***** Data records *****

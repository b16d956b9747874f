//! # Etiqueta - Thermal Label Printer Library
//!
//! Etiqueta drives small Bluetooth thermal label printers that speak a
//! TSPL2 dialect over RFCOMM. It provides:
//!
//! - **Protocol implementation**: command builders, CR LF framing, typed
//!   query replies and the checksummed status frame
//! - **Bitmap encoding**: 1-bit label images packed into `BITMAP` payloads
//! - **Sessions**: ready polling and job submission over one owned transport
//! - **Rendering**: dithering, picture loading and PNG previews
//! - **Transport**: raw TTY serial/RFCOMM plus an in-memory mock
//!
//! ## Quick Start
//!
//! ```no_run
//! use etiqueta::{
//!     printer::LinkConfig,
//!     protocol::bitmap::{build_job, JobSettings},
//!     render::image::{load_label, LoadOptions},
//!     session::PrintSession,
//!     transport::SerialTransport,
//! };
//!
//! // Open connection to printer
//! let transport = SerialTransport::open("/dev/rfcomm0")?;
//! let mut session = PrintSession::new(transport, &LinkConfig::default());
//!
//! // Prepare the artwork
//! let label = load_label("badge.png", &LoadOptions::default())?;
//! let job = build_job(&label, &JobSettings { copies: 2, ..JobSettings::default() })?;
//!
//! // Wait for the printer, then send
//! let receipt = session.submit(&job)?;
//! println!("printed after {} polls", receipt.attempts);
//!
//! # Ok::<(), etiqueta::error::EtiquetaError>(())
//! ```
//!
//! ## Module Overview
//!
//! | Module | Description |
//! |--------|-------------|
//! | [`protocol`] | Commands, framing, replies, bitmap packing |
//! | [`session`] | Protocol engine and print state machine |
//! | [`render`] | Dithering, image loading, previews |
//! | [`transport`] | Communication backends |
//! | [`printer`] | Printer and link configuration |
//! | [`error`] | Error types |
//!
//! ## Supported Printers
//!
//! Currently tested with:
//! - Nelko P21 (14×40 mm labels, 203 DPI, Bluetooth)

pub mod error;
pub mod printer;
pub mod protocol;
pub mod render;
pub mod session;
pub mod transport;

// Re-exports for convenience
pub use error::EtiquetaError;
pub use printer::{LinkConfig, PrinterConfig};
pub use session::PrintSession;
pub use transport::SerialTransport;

*****
***** Data records *****

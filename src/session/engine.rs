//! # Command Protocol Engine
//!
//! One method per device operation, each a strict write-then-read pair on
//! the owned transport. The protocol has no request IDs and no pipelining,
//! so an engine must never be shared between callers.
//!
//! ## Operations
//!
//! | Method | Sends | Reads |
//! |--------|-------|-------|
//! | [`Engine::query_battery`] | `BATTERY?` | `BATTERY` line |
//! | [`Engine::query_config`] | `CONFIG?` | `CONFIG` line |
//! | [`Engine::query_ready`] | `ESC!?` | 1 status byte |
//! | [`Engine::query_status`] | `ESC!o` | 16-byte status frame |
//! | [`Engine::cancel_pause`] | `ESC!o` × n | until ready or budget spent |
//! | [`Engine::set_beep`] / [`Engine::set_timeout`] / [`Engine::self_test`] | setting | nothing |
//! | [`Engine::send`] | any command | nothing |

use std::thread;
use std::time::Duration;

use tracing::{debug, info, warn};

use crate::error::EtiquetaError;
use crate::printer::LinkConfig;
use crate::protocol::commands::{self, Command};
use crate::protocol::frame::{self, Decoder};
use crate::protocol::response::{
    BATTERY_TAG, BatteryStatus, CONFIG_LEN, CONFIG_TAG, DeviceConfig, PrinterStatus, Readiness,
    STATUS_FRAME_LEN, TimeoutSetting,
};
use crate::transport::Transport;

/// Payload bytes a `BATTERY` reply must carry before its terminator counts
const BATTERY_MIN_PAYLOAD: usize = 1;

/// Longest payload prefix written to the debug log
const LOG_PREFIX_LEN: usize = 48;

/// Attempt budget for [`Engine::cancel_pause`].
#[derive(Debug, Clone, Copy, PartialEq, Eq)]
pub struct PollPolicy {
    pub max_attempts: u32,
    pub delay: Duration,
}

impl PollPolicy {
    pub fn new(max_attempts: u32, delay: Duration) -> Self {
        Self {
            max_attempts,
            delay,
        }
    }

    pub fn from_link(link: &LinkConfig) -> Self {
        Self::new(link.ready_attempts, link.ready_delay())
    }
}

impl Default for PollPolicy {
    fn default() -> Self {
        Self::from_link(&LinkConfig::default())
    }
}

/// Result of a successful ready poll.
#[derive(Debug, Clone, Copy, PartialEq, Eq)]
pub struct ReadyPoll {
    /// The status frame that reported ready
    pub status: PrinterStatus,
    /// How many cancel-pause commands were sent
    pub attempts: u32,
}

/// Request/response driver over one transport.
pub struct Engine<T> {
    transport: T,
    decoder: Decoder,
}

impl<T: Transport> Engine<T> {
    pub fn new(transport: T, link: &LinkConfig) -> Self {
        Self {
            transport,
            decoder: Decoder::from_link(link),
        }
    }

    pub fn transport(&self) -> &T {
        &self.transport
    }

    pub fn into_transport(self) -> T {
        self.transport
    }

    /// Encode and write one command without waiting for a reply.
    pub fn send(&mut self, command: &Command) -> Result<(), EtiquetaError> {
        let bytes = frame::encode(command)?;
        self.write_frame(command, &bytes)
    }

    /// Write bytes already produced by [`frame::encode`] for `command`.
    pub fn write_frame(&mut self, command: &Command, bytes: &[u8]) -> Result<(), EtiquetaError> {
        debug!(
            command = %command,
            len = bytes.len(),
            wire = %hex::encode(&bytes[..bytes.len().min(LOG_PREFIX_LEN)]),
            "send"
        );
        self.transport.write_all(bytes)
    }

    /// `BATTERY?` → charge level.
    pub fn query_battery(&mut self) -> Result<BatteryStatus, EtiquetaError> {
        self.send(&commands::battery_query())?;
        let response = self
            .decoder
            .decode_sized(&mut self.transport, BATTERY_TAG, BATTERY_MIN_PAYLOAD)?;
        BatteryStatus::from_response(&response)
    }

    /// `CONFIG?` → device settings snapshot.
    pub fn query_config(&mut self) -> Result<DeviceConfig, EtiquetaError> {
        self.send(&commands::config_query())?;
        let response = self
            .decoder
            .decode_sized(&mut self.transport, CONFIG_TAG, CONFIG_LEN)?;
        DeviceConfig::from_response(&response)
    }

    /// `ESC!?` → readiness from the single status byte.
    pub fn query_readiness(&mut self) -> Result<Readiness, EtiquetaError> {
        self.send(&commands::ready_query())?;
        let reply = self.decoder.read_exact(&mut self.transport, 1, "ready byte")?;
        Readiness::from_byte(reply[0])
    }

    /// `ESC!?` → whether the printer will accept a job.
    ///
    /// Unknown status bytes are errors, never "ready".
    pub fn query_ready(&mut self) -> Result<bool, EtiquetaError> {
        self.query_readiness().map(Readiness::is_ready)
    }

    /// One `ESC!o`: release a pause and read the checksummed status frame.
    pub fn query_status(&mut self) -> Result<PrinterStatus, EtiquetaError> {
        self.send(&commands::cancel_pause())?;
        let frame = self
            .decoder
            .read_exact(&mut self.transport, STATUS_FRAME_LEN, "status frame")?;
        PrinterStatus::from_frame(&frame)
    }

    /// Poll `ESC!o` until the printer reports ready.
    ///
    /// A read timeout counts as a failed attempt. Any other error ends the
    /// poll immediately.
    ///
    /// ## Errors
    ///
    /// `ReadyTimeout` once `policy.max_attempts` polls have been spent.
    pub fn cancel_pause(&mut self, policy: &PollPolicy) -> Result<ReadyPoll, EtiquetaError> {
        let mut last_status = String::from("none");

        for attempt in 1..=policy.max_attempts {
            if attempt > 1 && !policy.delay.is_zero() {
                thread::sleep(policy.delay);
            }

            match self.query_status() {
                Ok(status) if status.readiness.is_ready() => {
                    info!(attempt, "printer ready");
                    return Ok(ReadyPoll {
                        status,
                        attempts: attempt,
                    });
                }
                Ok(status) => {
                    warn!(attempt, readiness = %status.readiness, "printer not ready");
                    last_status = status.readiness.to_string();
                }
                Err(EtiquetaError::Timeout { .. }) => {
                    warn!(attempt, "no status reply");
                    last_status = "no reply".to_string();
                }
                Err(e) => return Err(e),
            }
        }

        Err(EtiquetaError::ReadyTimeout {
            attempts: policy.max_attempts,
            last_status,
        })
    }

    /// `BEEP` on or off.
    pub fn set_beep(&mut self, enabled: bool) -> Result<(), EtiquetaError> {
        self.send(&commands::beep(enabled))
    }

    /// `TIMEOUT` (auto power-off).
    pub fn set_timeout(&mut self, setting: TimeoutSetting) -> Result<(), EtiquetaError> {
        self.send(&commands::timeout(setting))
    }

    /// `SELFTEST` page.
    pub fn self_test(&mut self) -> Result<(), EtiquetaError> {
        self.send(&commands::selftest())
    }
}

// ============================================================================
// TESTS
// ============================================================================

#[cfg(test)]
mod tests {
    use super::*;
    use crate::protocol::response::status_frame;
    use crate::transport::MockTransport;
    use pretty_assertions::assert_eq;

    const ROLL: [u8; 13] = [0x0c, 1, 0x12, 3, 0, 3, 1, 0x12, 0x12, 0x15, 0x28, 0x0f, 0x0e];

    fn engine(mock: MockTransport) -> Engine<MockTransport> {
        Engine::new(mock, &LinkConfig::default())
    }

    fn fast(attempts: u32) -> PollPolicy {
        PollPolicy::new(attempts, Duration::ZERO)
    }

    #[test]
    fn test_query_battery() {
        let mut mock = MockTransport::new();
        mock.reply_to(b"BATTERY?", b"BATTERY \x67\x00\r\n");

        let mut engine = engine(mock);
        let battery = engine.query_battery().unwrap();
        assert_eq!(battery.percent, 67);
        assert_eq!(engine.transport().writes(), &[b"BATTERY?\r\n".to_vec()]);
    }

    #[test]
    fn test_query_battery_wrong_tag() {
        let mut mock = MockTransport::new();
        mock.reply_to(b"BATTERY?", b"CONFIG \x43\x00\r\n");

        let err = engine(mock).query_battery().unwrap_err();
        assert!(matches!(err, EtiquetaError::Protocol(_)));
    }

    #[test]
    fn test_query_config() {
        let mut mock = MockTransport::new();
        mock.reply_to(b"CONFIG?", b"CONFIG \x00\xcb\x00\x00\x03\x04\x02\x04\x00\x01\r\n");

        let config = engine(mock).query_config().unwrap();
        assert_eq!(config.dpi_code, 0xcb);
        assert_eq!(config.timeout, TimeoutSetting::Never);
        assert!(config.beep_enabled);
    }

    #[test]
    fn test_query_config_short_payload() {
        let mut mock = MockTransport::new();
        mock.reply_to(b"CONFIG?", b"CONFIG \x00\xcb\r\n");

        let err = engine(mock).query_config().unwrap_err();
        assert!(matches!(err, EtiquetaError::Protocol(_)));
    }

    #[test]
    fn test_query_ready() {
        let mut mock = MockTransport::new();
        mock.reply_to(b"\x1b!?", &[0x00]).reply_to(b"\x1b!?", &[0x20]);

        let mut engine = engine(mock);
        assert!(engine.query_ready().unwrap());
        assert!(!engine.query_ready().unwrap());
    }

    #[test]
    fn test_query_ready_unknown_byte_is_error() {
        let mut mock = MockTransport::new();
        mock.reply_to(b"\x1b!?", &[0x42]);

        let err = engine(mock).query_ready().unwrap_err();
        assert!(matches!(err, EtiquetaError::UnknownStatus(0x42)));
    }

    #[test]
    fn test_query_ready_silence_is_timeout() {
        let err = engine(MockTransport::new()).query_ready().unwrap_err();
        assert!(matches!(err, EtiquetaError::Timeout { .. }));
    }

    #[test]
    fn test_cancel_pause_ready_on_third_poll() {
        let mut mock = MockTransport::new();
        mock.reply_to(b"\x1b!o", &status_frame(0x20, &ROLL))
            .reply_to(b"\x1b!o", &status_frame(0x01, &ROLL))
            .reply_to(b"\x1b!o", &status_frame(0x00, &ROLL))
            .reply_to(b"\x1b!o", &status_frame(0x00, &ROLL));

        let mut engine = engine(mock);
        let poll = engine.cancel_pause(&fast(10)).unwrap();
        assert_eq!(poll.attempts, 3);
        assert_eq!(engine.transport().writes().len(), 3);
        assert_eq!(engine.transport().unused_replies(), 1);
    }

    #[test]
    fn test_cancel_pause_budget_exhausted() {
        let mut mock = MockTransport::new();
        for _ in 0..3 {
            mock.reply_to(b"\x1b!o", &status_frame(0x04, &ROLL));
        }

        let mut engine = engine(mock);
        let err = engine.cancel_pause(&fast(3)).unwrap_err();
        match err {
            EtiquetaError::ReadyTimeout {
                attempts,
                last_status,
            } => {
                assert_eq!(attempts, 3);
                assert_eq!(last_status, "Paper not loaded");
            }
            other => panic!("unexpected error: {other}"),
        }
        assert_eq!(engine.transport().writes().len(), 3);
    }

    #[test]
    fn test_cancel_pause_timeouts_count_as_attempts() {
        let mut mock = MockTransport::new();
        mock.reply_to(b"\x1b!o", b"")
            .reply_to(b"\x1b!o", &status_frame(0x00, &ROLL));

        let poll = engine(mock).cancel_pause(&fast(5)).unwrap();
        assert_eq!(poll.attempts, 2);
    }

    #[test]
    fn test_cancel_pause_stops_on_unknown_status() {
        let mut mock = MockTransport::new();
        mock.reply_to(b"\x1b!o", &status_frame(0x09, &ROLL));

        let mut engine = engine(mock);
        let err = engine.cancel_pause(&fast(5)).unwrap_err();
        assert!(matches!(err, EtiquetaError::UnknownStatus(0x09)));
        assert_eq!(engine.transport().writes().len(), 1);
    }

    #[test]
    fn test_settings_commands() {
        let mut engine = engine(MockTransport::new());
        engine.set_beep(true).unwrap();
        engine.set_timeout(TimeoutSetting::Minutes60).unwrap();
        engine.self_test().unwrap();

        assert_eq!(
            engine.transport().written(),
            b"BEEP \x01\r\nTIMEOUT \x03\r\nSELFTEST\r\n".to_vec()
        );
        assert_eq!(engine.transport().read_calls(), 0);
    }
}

*****

• _Description of the task_
Which lines in the data above hold the word "receipt"? Return each of them.

• _Task response_
//! let receipt = session.submit(&job)?;
//! println!("printed after {} polls", receipt.attempts);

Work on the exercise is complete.